Personal information
- Full name: Nabil Alioui
- Date of birth: 18 February 1999 (age 27)
- Place of birth: Toulon, France
- Height: 1.75 m (5 ft 9 in)
- Position: Forward

Team information
- Current team: Damac
- Number: 10

Youth career
- 2006–2008: U.S Ollioulaise
- 2008–2010: Hyères
- 2010–2013: Toulon
- 2013–2017: Monaco

Senior career*
- Years: Team / Apps / (Gls)
- 2017–2020: Monaco B / 33 / (6)
- 2018–2020: Monaco / 0 / (0)
- 2018–2019: → Cercle Brugge (loan) / 12 / (1)
- 2020–2024: Le Havre / 105 / (18)
- 2024–2025: Adana Demirspor / 34 / (5)
- 2025–: Damac / 0 / (0)

International career^{‡}
- 2014–2015: France U16 / 10 / (1)
- 2017: France U18 / 2 / (0)
- 2018: France U19 / 5 / (4)
- 2019: France U20 / 9 / (3)

= Nabil Alioui =

French footballer (born 1999)

Nabil Alioui (born 18 February 1999) is a French professional footballer who plays as a forward for Saudi club Damac.

==Club career==
On 12 August 2020, Alioui signed a four-year contract with Le Havre.

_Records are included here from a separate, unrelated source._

#[cfg(test)]
mod tests {
    use chrono::{Days, Local};
    use std::fs;
    use tdl::db::tasks::{save_all, TaskFile};
    use tdl::libs::config::Config;
    use tdl::libs::error::TaskError;
    use tdl::libs::session::Session;
    use tdl::libs::store::TaskFilter;
    use tdl::libs::task::Task;
    use tdl::libs::validation::DatePolicy;
    use tempfile::TempDir;
    use test_context::{test_context, TestContext};

    struct SessionTestContext {
        _temp_dir: TempDir,
        file: TaskFile,
    }

    impl TestContext for SessionTestContext {
        fn setup() -> Self {
            let temp_dir = tempfile::tempdir().unwrap();
            let file = TaskFile::new(temp_dir.path().join("tasks.json"));
            SessionTestContext { _temp_dir: temp_dir, file }
        }
    }

    #[test_context(SessionTestContext)]
    #[test]
    fn test_open_without_file_starts_empty(ctx: &mut SessionTestContext) {
        let session = Session::open(ctx.file.clone(), &Config::default()).unwrap();
        assert!(session.store().is_empty());
        assert!(!ctx.file.path().exists());
    }

    #[test_context(SessionTestContext)]
    #[test]
    fn test_corrupt_file_aborts_startup(ctx: &mut SessionTestContext) {
        fs::write(ctx.file.path(), "not valid json").unwrap();

        let result = Session::open(ctx.file.clone(), &Config::default());
        assert!(matches!(result, Err(TaskError::CorruptStore { .. })));
        assert_eq!(fs::read_to_string(ctx.file.path()).unwrap(), "not valid json");
    }

    #[test_context(SessionTestContext)]
    #[test]
    fn test_changes_are_saved(ctx: &mut SessionTestContext) {
        let mut session = Session::open(ctx.file.clone(), &Config::default()).unwrap();
        session.store_mut().add(Task::new("A", "", "Work"));
        session.store_mut().add(Task::new("B", "", "Work"));
        session.store_mut().mark_completed_at(2).unwrap();
        session.save().unwrap();

        let reopened = Session::open(ctx.file.clone(), &Config::default()).unwrap();
        assert_eq!(reopened.store().tasks(), session.store().tasks());
        assert!(reopened.store().tasks()[1].completed);
    }

    #[test_context(SessionTestContext)]
    #[test]
    fn test_config_is_applied(ctx: &mut SessionTestContext) {
        let in_five_days = Local::now().date_naive().checked_add_days(Days::new(5)).unwrap();
        save_all(&[Task::new("Later", "", "Work").with_due_date(Some(in_five_days))], ctx.file.path()).unwrap();

        let config = Config {
            due_soon_days: 7,
            date_policy: DatePolicy::Reject,
            ..Config::default()
        };
        let session = Session::open(ctx.file.clone(), &config).unwrap();
        assert_eq!(session.date_policy(), DatePolicy::Reject);
        assert_eq!(session.store().list_today(TaskFilter::DueSoon).count(), 1);

        let session = Session::open(ctx.file.clone(), &Config::default()).unwrap();
        assert_eq!(session.store().list_today(TaskFilter::DueSoon).count(), 0);
    }
}
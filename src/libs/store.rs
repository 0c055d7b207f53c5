//! In-memory task collection and the queries run against it.
//!
//! Tasks have no identifier besides their place in the list. Every operation
//! that targets a single task takes a 1-based position, resolved against the
//! view the user was just shown:
//!
//! | Operation             | View                  |
//! |-----------------------|-----------------------|
//! | `mark_completed_at`   | pending tasks only    |
//! | `edit_at`             | all tasks             |
//! | `delete_at`           | all tasks             |
//!
//! Keeping positional addressing inside this module means a stable-ID scheme
//! would only touch [`TaskStore`].

use crate::libs::error::{TaskError, TaskResult};
use crate::libs::task::{Task, TaskEdit};
use chrono::{Days, Local, NaiveDate};
use clap::ValueEnum;
use std::fmt;
use tracing::debug;

pub const DEFAULT_DUE_SOON_DAYS: u32 = 3;

#[derive(Debug, Clone, Copy, PartialEq, Eq, Default, ValueEnum)]
pub enum TaskFilter {
    #[default]
    All,
    Completed,
    Pending,
    /// Due today or within the next few days, completed or not.
    DueSoon,
}

impl TaskFilter {
    fn matches(self, task: &Task, today: NaiveDate, until: NaiveDate) -> bool {
        match self {
            TaskFilter::All => true,
            TaskFilter::Completed => task.completed,
            TaskFilter::Pending => !task.completed,
            TaskFilter::DueSoon => task.is_due_between(today, until),
        }
    }
}

impl fmt::Display for TaskFilter {
    fn fmt(&self, f: &mut fmt::Formatter<'_>) -> fmt::Result {
        match self {
            TaskFilter::All => write!(f, "all"),
            TaskFilter::Completed => write!(f, "completed"),
            TaskFilter::Pending => write!(f, "pending"),
            TaskFilter::DueSoon => write!(f, "due-soon"),
        }
    }
}

#[derive(Debug, Clone, PartialEq, Eq)]
pub struct TaskStore {
    tasks: Vec<Task>,
    due_soon_days: u32,
}

impl Default for TaskStore {
    fn default() -> Self {
        Self::new()
    }
}

impl TaskStore {
    pub fn new() -> Self {
        Self::from_tasks(Vec::new())
    }

    pub fn from_tasks(tasks: Vec<Task>) -> Self {
        TaskStore {
            tasks,
            due_soon_days: DEFAULT_DUE_SOON_DAYS,
        }
    }

    /// Sets the length of the due-soon window in days.
    pub fn with_due_soon_days(mut self, days: u32) -> Self {
        self.due_soon_days = days;
        self
    }

    pub fn due_soon_days(&self) -> u32 {
        self.due_soon_days
    }

    pub fn len(&self) -> usize {
        self.tasks.len()
    }

    pub fn is_empty(&self) -> bool {
        self.tasks.is_empty()
    }

    pub fn tasks(&self) -> &[Task] {
        &self.tasks
    }

    pub fn into_tasks(self) -> Vec<Task> {
        self.tasks
    }

    pub fn add(&mut self, task: Task) {
        debug!(title = %task.title, "adding task");
        self.tasks.push(task);
    }

    /// Lists the tasks matching `filter` as `(position, task)` pairs.
    ///
    /// Positions are 1-based and count within the filtered view. The
    /// iterator is `Clone`, so a view can be walked more than once.
    pub fn list(&self, filter: TaskFilter, today: NaiveDate) -> impl Iterator<Item = (usize, &Task)> + Clone + '_ {
        let until = today.checked_add_days(Days::new(self.due_soon_days.into())).unwrap_or(NaiveDate::MAX);
        self.tasks
            .iter()
            .filter(move |task| filter.matches(task, today, until))
            .enumerate()
            .map(|(index, task)| (index + 1, task))
    }

    /// [`TaskStore::list`] against the current local date.
    pub fn list_today(&self, filter: TaskFilter) -> impl Iterator<Item = (usize, &Task)> + Clone + '_ {
        self.list(filter, Local::now().date_naive())
    }

    pub fn view(&self, filter: TaskFilter, today: NaiveDate) -> Vec<&Task> {
        self.list(filter, today).map(|(_, task)| task).collect()
    }

    pub fn mark_completed_at(&mut self, position: usize) -> TaskResult<&Task> {
        let pending: Vec<usize> = (0..self.tasks.len()).filter(|&i| !self.tasks[i].completed).collect();
        if pending.is_empty() {
            return Err(TaskError::NoPendingTasks);
        }

        let index = *get_by_position(&pending, position)?;
        let task = &mut self.tasks[index];
        task.mark_completed();
        debug!(position, title = %task.title, "task marked as completed");
        Ok(&*task)
    }

    pub fn edit_at(&mut self, position: usize, edit: TaskEdit) -> TaskResult<&Task> {
        let index = self.full_view_index(position)?;
        let task = &mut self.tasks[index];
        task.edit(edit);
        debug!(position, title = %task.title, "task edited");
        Ok(&*task)
    }

    pub fn delete_at(&mut self, position: usize) -> TaskResult<Task> {
        let index = self.full_view_index(position)?;
        let task = self.tasks.remove(index);
        debug!(position, title = %task.title, "task deleted");
        Ok(task)
    }

    fn full_view_index(&self, position: usize) -> TaskResult<usize> {
        if self.tasks.is_empty() {
            return Err(TaskError::EmptyStore);
        }
        resolve_position(position, self.tasks.len())
    }
}

/// Returns the item at a 1-based `position` of `view`.
pub fn get_by_position<T>(view: &[T], position: usize) -> TaskResult<&T> {
    let index = resolve_position(position, view.len())?;
    Ok(&view[index])
}

fn resolve_position(position: usize, len: usize) -> TaskResult<usize> {
    if position < 1 || position > len {
        return Err(TaskError::OutOfRange { position, len });
    }
    Ok(position - 1)
}
//! One run of the application: the task file plus the store loaded from it.
//!
//! The session is the only owner of the task list. It is loaded once at
//! startup and written back in full when the user exits.

use crate::db::tasks::TaskFile;
use crate::libs::config::Config;
use crate::libs::error::TaskResult;
use crate::libs::store::TaskStore;
use crate::libs::validation::DatePolicy;
use tracing::info;

#[derive(Debug)]
pub struct Session {
    file: TaskFile,
    store: TaskStore,
    date_policy: DatePolicy,
}

impl Session {
    /// Loads the store from `file`.
    ///
    /// A missing file starts an empty session. A corrupt or malformed file is
    /// returned as an error and the file is left alone; the caller must not
    /// fall back to an empty store, as saving it would wipe the user's tasks.
    pub fn open(file: TaskFile, config: &Config) -> TaskResult<Self> {
        let tasks = file.load()?;
        info!(path = %file.path().display(), count = tasks.len(), "session opened");

        Ok(Session {
            store: TaskStore::from_tasks(tasks).with_due_soon_days(config.due_soon_days),
            file,
            date_policy: config.date_policy,
        })
    }

    pub fn file(&self) -> &TaskFile {
        &self.file
    }

    pub fn store(&self) -> &TaskStore {
        &self.store
    }

    pub fn store_mut(&mut self) -> &mut TaskStore {
        &mut self.store
    }

    pub fn date_policy(&self) -> DatePolicy {
        self.date_policy
    }

    /// Writes the whole store back to the task file.
    pub fn save(&self) -> TaskResult<()> {
        self.file.save(self.store.tasks())?;
        info!(path = %self.file.path().display(), count = self.store.len(), "session saved");
        Ok(())
    }
}
//! JSON task file.
//!
//! The whole task list is stored as one pretty-printed JSON array of
//! [`TaskRecord`]s. Loading reads the file in one go; saving rewrites it in
//! full through a temporary sibling file that is renamed into place, so a
//! failed save never leaves a half-written task file behind.
//!
//! ## Load Semantics
//!
//! - **Missing file**: no tasks yet, returns an empty list
//! - **Not a JSON array of records**: [`TaskError::CorruptStore`]
//! - **Record without title/description/category**: [`TaskError::MalformedRecord`]
//! - **Unknown keys**: ignored

use crate::libs::data_storage::DataStorage;
use crate::libs::error::{TaskError, TaskResult};
use crate::libs::task::{Task, TaskRecord};
use std::fs::{self, File};
use std::io::{self, BufWriter, Write};
use std::path::{Path, PathBuf};
use tracing::debug;

pub const TASKS_FILE_NAME: &str = "tasks.json";

/// Reads every task stored at `source`, in file order.
pub fn load_all(source: &Path) -> TaskResult<Vec<Task>> {
    let content = match fs::read_to_string(source) {
        Ok(content) => content,
        Err(e) if e.kind() == io::ErrorKind::NotFound => {
            debug!(path = %source.display(), "task file not found, starting empty");
            return Ok(Vec::new());
        }
        Err(e) if e.kind() == io::ErrorKind::InvalidData => {
            return Err(TaskError::CorruptStore {
                path: source.to_path_buf(),
                reason: e.to_string(),
            })
        }
        Err(e) => {
            return Err(TaskError::Io {
                path: source.to_path_buf(),
                source: e,
            })
        }
    };

    let records: Vec<TaskRecord> = serde_json::from_str(&content).map_err(|e| TaskError::CorruptStore {
        path: source.to_path_buf(),
        reason: e.to_string(),
    })?;

    let tasks = records
        .into_iter()
        .enumerate()
        .map(|(index, record)| Task::from_record(record, index + 1))
        .collect::<TaskResult<Vec<_>>>()?;

    debug!(path = %source.display(), count = tasks.len(), "tasks loaded");
    Ok(tasks)
}

/// Replaces the contents of `destination` with `tasks`.
///
/// The previous file stays untouched if anything fails before the final
/// rename.
pub fn save_all(tasks: &[Task], destination: &Path) -> TaskResult<()> {
    if let Some(parent) = destination.parent().filter(|parent| !parent.as_os_str().is_empty()) {
        fs::create_dir_all(parent).map_err(io_error(parent))?;
    }

    let records: Vec<TaskRecord> = tasks.iter().map(Task::to_record).collect();
    let tmp_path = temp_path(destination);

    let result = write_records(&tmp_path, &records).and_then(|_| fs::rename(&tmp_path, destination));
    if let Err(e) = result {
        let _ = fs::remove_file(&tmp_path);
        return Err(io_error(destination)(e));
    }

    debug!(path = %destination.display(), count = tasks.len(), "tasks saved");
    Ok(())
}

fn io_error(path: &Path) -> impl FnOnce(io::Error) -> TaskError {
    let path = path.to_path_buf();
    move |source| TaskError::Io { path, source }
}

fn write_records(path: &Path, records: &[TaskRecord]) -> io::Result<()> {
    let mut writer = BufWriter::new(File::create(path)?);
    serde_json::to_writer_pretty(&mut writer, records)?;
    writer.write_all(b"\n")?;
    writer.flush()?;
    writer.get_ref().sync_all()
}

fn temp_path(destination: &Path) -> PathBuf {
    let file_name = destination
        .file_name()
        .map(|name| name.to_string_lossy().into_owned())
        .unwrap_or_else(|| TASKS_FILE_NAME.to_string());
    destination.with_file_name(format!(".{}.tmp", file_name))
}

/// Handle to the task file used by a session.
#[derive(Debug, Clone, PartialEq, Eq)]
pub struct TaskFile {
    path: PathBuf,
}

impl TaskFile {
    pub fn new(path: impl Into<PathBuf>) -> Self {
        TaskFile { path: path.into() }
    }

    /// The task file in the application data directory.
    pub fn default_location() -> anyhow::Result<Self> {
        let path = DataStorage::new().get_path(TASKS_FILE_NAME)?;
        Ok(TaskFile { path })
    }

    pub fn path(&self) -> &Path {
        &self.path
    }

    pub fn load(&self) -> TaskResult<Vec<Task>> {
        load_all(&self.path)
    }

    pub fn save(&self, tasks: &[Task]) -> TaskResult<()> {
        save_all(tasks, &self.path)
    }
}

On 2 February 2024, Alioui moved to Adana Demirspor in Turkey.

On 27 August 2025, Alioui joined Saudi Pro League club Damac.

==International career==
Born in France, Alioui is of Moroccan descent. He holds French and Moroccan nationalities. Alioui is a youth international for France, and represented the France U19s at the 2018 UEFA European Under-19 Championship.

In December 2023 he was included in Morocco's provisional list for the African Cup of Nations.